= Problem requirements =
Identify all lines in the listing that include the word "caller", and copy them out.
Segment Start: Data under study
pub struct OpSelfDestructHandler;
impl OpcodeHandler for OpSelfDestructHandler {
    fn eval(vm: &mut VM<'_>) -> Result<OpcodeResult, VMError> {
        let schedule = vm.env.gas_schedule();
        let fork = vm.env.fork;
        let frame = vm.current_call_frame_mut()?;
        if frame.is_static {
            return Err(ExceptionalHalt::OpcodeNotAllowedInStaticContext.into());
        }
        let beneficiary = word_to_address(frame.stack.pop1()?);
        let owner = frame.to;

        let balance = vm.db.get_account(owner)?.info.balance;
        // Tangerine added the base cost; the new-account surcharge follows
        // the same "dead account" refinement as CALL under EIP-158.
        let charge_new_account = if fork >= Fork::SpuriousDragon {
            !balance.is_zero()
                && (vm.db.account_is_absent(beneficiary)?
                    || vm.db.get_account(beneficiary)?.is_empty())
        } else {
            vm.db.account_is_absent(beneficiary)?
        };
        let cost = gas_cost::selfdestruct(schedule, charge_new_account);
        vm.current_call_frame_mut()?.increase_consumed_gas(cost)?;

        // The refund applies once per destroyed account.
        if !vm.substate.selfdestruct_set.contains(&owner) {
            vm.substate.refunded_gas = vm
                .substate
                .refunded_gas
                .saturating_add(gas_cost::SELFDESTRUCT_REFUND);
        }

        // The whole balance moves now; the account entry itself is
        // removed at the end of the transaction.
        vm.db.increase_account_balance(beneficiary, balance)?;
        vm.db.get_account_mut(owner)?.info.balance = U256::zero();
        vm.substate.selfdestruct_set.insert(owner);
        vm.substate.touched_accounts.insert(beneficiary);

        Ok(OpcodeResult::Halt)
    }
}

impl<'a> VM<'a> {
    /// Shared tail of the CALL family: validates balance and depth,
    /// short-circuits precompiles, and otherwise suspends the parent and
    /// pushes the child frame.
    #[allow(clippy::too_many_arguments)]
    pub fn generic_call(
        &mut self,
        gas_limit: u64,
        value: U256,
        msg_sender: Address,
        to: Address,
        code_address: Address,
        should_transfer_value: bool,
        is_static: bool,
        calldata: Bytes,
        ret_offset: usize,
        ret_size: usize,
    ) -> Result<OpcodeResult, VMError> {
        self.current_call_frame_mut()?.sub_return_data = Bytes::new();

        // Failure conditions that refund the forwarded gas: not enough
        // balance for the transfer, or the depth limit.
        if should_transfer_value && !value.is_zero() {
            let sender_balance = self.db.get_account(msg_sender)?.info.balance;
            if sender_balance < value {
                self.early_revert_message_call(gas_limit)?;
                return Ok(OpcodeResult::Continue { pc_increment: 1 });
            }
        }
        let new_depth = self
            .current_call_frame()?
            .depth
            .checked_add(1)
            .ok_or(InternalError::Overflow)?;
        if new_depth > MAX_CALL_DEPTH {
            self.early_revert_message_call(gas_limit)?;
            return Ok(OpcodeResult::Continue { pc_increment: 1 });
        }

        self.substate.touched_accounts.insert(to);

        if precompiles::is_precompile(&code_address) {
            match precompiles::execute_precompile(code_address, &calldata, gas_limit) {
                Ok((output, gas_used)) => {
                    if should_transfer_value {
                        self.db.transfer(msg_sender, to, value)?;
                    }
                    let frame = self.current_call_frame_mut()?;
                    let unused = gas_limit
                        .checked_sub(gas_used)
                        .ok_or(InternalError::Underflow)?;
                    frame.gas_remaining = frame
                        .gas_remaining
                        .checked_add(unused)
                        .ok_or(InternalError::Overflow)?;
                    let copy_len = output.len().min(ret_size);
                    frame.memory.store_data(ret_offset, &output[..copy_len])?;
                    frame.sub_return_data = output;
                    frame.stack.push(U256::from(SUCCESS))?;
                }
                Err(err) if err.should_propagate() => return Err(err),
                Err(_) => {
                    // The forwarded gas is gone; the caller only learns
                    // the call failed.
                    self.current_call_frame_mut()?.stack.push(U256::from(FAIL))?;
                }
            }
            return Ok(OpcodeResult::Continue { pc_increment: 1 });
        }

        let bytecode = self.db.get_account(code_address)?.code.clone();

        self.push_checkpoint();
        // The parent resumes right after the call opcode.
        self.current_call_frame_mut()?.pc += 1;

        let new_frame = CallFrame::new(
            msg_sender,
            to,
            code_address,
            bytecode,
            value,
            calldata,
            is_static,
            gas_limit,
            new_depth,
            false,
            ret_offset,
            ret_size,
        );
        self.call_frames.push(new_frame);

        if should_transfer_value {
            self.db.transfer(msg_sender, to, value)?;
        }

        Ok(OpcodeResult::Continue { pc_increment: 0 })
    }

    /// CREATE: derives the contract address from the deployer's nonce,
    /// reserves all forwardable gas and runs the init code in a child
    /// frame.
    pub fn generic_create(&mut self, value: U256, init_code: Bytes) -> Result<OpcodeResult, VMError> {
        let schedule = self.env.gas_schedule();
        let fork = self.env.fork;

        let frame = self.current_call_frame_mut()?;
        let child_gas = gas_cost::max_message_call_gas(frame.gas_remaining, schedule);
        frame.increase_consumed_gas(child_gas)?;
        let deployer = frame.to;
        let new_depth = frame.depth.checked_add(1).ok_or(InternalError::Overflow)?;

        let (deployer_balance, deployer_nonce) = {
            let account = self.db.get_account(deployer)?;
            (account.info.balance, account.info.nonce)
        };

        // Failures that return the reserved gas and push 0.
        if deployer_balance < value || new_depth > MAX_CALL_DEPTH || deployer_nonce == u64::MAX {
            self.early_revert_message_call(child_gas)?;
            return Ok(OpcodeResult::Continue { pc_increment: 1 });
        }

        // The nonce bump is not undone by a failing deployment.
        self.db.increment_account_nonce(deployer)?;
        let new_address = calculate_create_address(deployer, deployer_nonce);
        self.substate.touched_accounts.insert(new_address);

        // Deploying over an account with code or a nonce fails and keeps
        // the reserved gas consumed.
        if self.db.get_account(new_address)?.create_would_collide() {
            self.current_call_frame_mut()?.stack.push(U256::from(FAIL))?;
            return Ok(OpcodeResult::Continue { pc_increment: 1 });
        }

        self.push_checkpoint();
        self.current_call_frame_mut()?.pc += 1;

        let new_frame = CallFrame::new(
            deployer,
            new_address,
            new_address,
            init_code,
            value,
            Bytes::new(),
            false,
            child_gas,
            new_depth,
            true,
            0,
            0,
        );
        self.call_frames.push(new_frame);

        if fork >= Fork::SpuriousDragon {
            self.db.get_account_mut(new_address)?.info.nonce = 1;
        }
        self.db.transfer(deployer, new_address, value)?;

        Ok(OpcodeResult::Continue { pc_increment: 0 })
    }

    /// Pushes 0 and hands the reserved gas back to the caller, for call
    /// failures detected before a child frame exists.
    fn early_revert_message_call(&mut self, gas_limit: u64) -> Result<(), VMError> {
        let frame = self.current_call_frame_mut()?;
        frame.gas_remaining = frame
            .gas_remaining
            .checked_add(gas_limit)
            .ok_or(InternalError::Overflow)?;
        frame.stack.push(U256::from(FAIL))?;
        Ok(())
    }

    /// Handles the child-to-parent interaction once a message call frame
    /// completed.
    pub(crate) fn handle_return_call(
        &mut self,
        child: CallFrame,
        ctx_result: &crate::errors::ContextResult,
    ) -> Result<(), VMError> {
        let parent = self.current_call_frame_mut()?;

        let unused_gas = child
            .gas_limit
            .checked_sub(ctx_result.gas_used)
            .ok_or(InternalError::Underflow)?;
        parent.gas_remaining = parent
            .gas_remaining
            .checked_add(unused_gas)
            .ok_or(InternalError::Overflow)?;

        let copy_len = ctx_result.output.len().min(child.ret_size);
        parent
            .memory
            .store_data(child.ret_offset, &ctx_result.output[..copy_len])?;
        parent.sub_return_data = ctx_result.output.clone();

        if ctx_result.is_success() {
            parent.logs.extend(child.logs);
            parent.stack.push(U256::from(SUCCESS))?;
        } else {
            parent.stack.push(U256::from(FAIL))?;
        }
        Ok(())
    }

    /// Handles the child-to-parent interaction once a creation frame
    /// completed: the new address is pushed on success, 0 on failure.
    pub(crate) fn handle_return_create(
        &mut self,
        child: CallFrame,
        ctx_result: &crate::errors::ContextResult,
    ) -> Result<(), VMError> {
        let parent = self.current_call_frame_mut()?;

        let unused_gas = child
            .gas_limit
            .checked_sub(ctx_result.gas_used)
            .ok_or(InternalError::Underflow)?;
        parent.gas_remaining = parent
            .gas_remaining
            .checked_add(unused_gas)
            .ok_or(InternalError::Overflow)?;

        match &ctx_result.result {
            crate::errors::TxResult::Success => {
                parent.logs.extend(child.logs);
                parent.stack.push(address_to_word(child.to))?;
            }
            crate::errors::TxResult::Revert(err) => {
                if matches!(err, VMError::RevertOpcode) {
                    parent.sub_return_data = ctx_result.output.clone();
                }
                parent.stack.push(U256::from(FAIL))?;
            }
        }
        Ok(())
    }
}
Segment End: Data under study
= Solution below =
                    // The forwarded gas is gone; the caller only learns
    /// Pushes 0 and hands the reserved gas back to the caller, for call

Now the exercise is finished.